If you think typing is a slow, laborious process, and wish you could instead simply think those words onto your screen, you’re in luck – that’s exactly what Facebook wants to make happen.
It was announced at the company’s 2017 F8 conference that Facebook is researching a “silent speech” system that’s capable of typing 100 words per minute using nothing more than your thoughts and an affordable, lightweight wearable sensor that fits on your head.
Essentially, Facebook is developing a computer-brain interface that’ll let people type – and quite possibly more – using just their brain waves.
It’s not a new concept as the healthcare industry has been working on similar technologies for years, particularly as enablers for disabled people, but this is the first time anyone has announced research on a computer-brain interface aimed at consumers.
The project is being developed by Facebook’s secretive Building 8 research group.

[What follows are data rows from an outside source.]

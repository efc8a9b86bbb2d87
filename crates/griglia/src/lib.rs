//! Griglia — server-side DataTables query engine for MySQL.
//!
//! Turns grid requests (pagination/search/sort) into fully parameterized SQL,
//! executes them through a pooled `sqlx` connection, and optionally fronts
//! reads with an in-process TTL cache. Caller-trusted strict conditions are
//! merged with untrusted client search terms into one correctly
//! parenthesized WHERE clause; user input only ever travels as bindings.
//!
//! ```no_run
//! use griglia::{ConditionTerm, DatabaseConfig, QueryCache, Table};
//!
//! # async fn demo(request: serde_json::Map<String, serde_json::Value>) -> anyhow::Result<()> {
//! let config = DatabaseConfig::from_env()?;
//! let pool = griglia::db::create_pool(&config).await?;
//!
//! let users = Table::new(pool, &config.database, "users")
//!     .with_cache(QueryCache::with_default_ttl());
//!
//! // Tenant scoping the client cannot bypass:
//! let strict = [ConditionTerm::field("tenant_id", 7)];
//! let response = users.select_to_datatable(&request, &strict).await;
//! # let _ = response;
//! # Ok(())
//! # }
//! ```

pub mod cache;
pub mod condition;
pub mod config;
pub mod datatable;
pub mod db;
pub mod error;
pub mod hydrate;
mod row;
pub mod table;

pub use cache::QueryCache;
pub use condition::{ConditionFragment, ConditionTerm, render_condition, render_terms};
pub use config::DatabaseConfig;
pub use datatable::{ColumnSpec, GridResponse, OrderSpec, SearchSpec, TableQuery};
pub use error::{GridError, GridResult};
pub use hydrate::hydrate;
pub use table::{SelectClauses, Table, UpdateOptions, UpdateSpec, WriteSummary};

It’s no surprise that the project is so ambitious, as the group is headed up by former DARPA director Regina Dugan, who also spent some time as the head of Google’s experimental Advanced Technology and Projects research group.

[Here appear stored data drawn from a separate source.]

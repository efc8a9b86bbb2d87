//! Condition fragments with positional bindings.
//!
//! Callers describe WHERE content as an ordered sequence of [`ConditionTerm`]s:
//! literal connective keywords (`AND`, `OR`, ...) interleaved with field
//! comparisons. Keywords land in the SQL verbatim (upper-cased); comparison
//! values always travel as `?` bindings. Field names are validated
//! identifiers before being backtick-quoted — they must come from trusted
//! configuration, never raw client input. Operator text is not validated;
//! callers pass vetted operators only.

use std::sync::LazyLock;

use regex::Regex;
use serde::{Deserialize, Serialize};
use serde_json::Value;

use crate::error::{GridError, GridResult};

/// Regex for valid SQL identifiers (table/column names).
///
/// # Panics
///
/// Panics if the hard-coded regex literal is invalid (impossible in practice).
#[allow(clippy::expect_used)]
static VALID_IDENTIFIER: LazyLock<Regex> =
    LazyLock::new(|| Regex::new(r"^[a-zA-Z_][a-zA-Z0-9_]*$").expect("valid regex literal"));

/// Check whether a dynamic table/column name is safe to interpolate.
pub fn is_valid_identifier(name: &str) -> bool {
    VALID_IDENTIFIER.is_match(name)
}

/// Backtick-quote an identifier, rejecting anything that fails validation.
pub(crate) fn quote_identifier(name: &str) -> GridResult<String> {
    if !is_valid_identifier(name) {
        return Err(GridError::Validation(format!(
            "invalid identifier: {name:?}"
        )));
    }
    Ok(format!("`{name}`"))
}

/// One term of a condition sequence.
#[derive(Debug, Clone, Serialize, Deserialize)]
#[serde(rename_all = "snake_case")]
pub enum ConditionTerm {
    /// A literal boolean/logical token, e.g. `AND`, `OR`, `NOT`.
    Keyword(String),
    /// One comparison: `` `column` operator ? `` with the value bound.
    Field {
        column: String,
        operator: String,
        value: Value,
    },
}

impl ConditionTerm {
    /// A connective keyword token.
    pub fn keyword(word: impl Into<String>) -> Self {
        Self::Keyword(word.into())
    }

    /// An equality comparison.
    pub fn field(column: impl Into<String>, value: impl Into<Value>) -> Self {
        Self::field_op(column, "=", value)
    }

    /// A comparison with an explicit operator.
    pub fn field_op(
        column: impl Into<String>,
        operator: impl Into<String>,
        value: impl Into<Value>,
    ) -> Self {
        Self::Field {
            column: column.into(),
            operator: operator.into(),
            value: value.into(),
        }
    }
}

/// A rendered SQL fragment plus its bindings, in placeholder order.
#[derive(Debug, Clone, Default, PartialEq)]
pub struct ConditionFragment {
    pub sql: String,
    pub bindings: Vec<Value>,
}

impl ConditionFragment {
    pub fn is_empty(&self) -> bool {
        self.sql.is_empty()
    }
}

/// Render a term sequence to space-joined tokens, without wrapping parens.
///
/// Used directly by `Table::select`, where the caller's keywords supply the
/// connectives between comparisons.
pub fn render_terms(terms: &[ConditionTerm]) -> GridResult<ConditionFragment> {
    let mut tokens = Vec::with_capacity(terms.len());
    let mut bindings = Vec::new();

    for term in terms {
        match term {
            ConditionTerm::Keyword(word) => tokens.push(word.to_uppercase()),
            ConditionTerm::Field {
                column,
                operator,
                value,
            } => {
                tokens.push(format!("{} {operator} ?", quote_identifier(column)?));
                bindings.push(value.clone());
            }
        }
    }

    Ok(ConditionFragment {
        sql: tokens.join(" "),
        bindings,
    })
}

/// Render a strict-condition sequence as one parenthesized group.
///
/// An empty sequence renders to an empty fragment with no bindings.
pub fn render_condition(terms: &[ConditionTerm]) -> GridResult<ConditionFragment> {
    if terms.is_empty() {
        return Ok(ConditionFragment::default());
    }

    let inner = render_terms(terms)?;
    Ok(ConditionFragment {
        sql: format!("({})", inner.sql),
        bindings: inner.bindings,
    })
}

While being able to think words into existence at a rate of 100 per minute is a long-term objective, Dugan says that right now the goal of the project is “something as simple as a yes-no brain click”, with a milestone of being able to use the system to type at 100 words per minute intended within a two-year time frame.
Dugan describes the system “a brain mouse for AR (augmented reality)”.
Anyone worried that such a system could some day be used to read their minds should rest (relatively) easy: Dugan also said that “To be clear, we are not talking about decoding your random thoughts. That might be more than any of us care to know. And it’s not something any of us should have a right to know.”
This all forms part of Facebooks ten-year technology roadmap that CEO Mark Zuckerberg summarised last year as intending to “Give the power to share anything with anyone”.
In an era where Facebook has been used to share things that people don’t want to see (like a video of someone being shot to death, as happened in mid-April), perhaps Zuck should revise his aspirations.
Despite the privacy concerns such a system legitimately raises, Facebook’s ambitions are nevertheless fascinating.
In addition to brain typing, Facebook is also working on a way for people to “hear” through their skin using specially-developed articificial cochlea. Dugan calls the device a “haptic sleeve” that translates spoken words into “localised vibration patterns”, which lets the user feel the shapes as words that their brain interprets as words.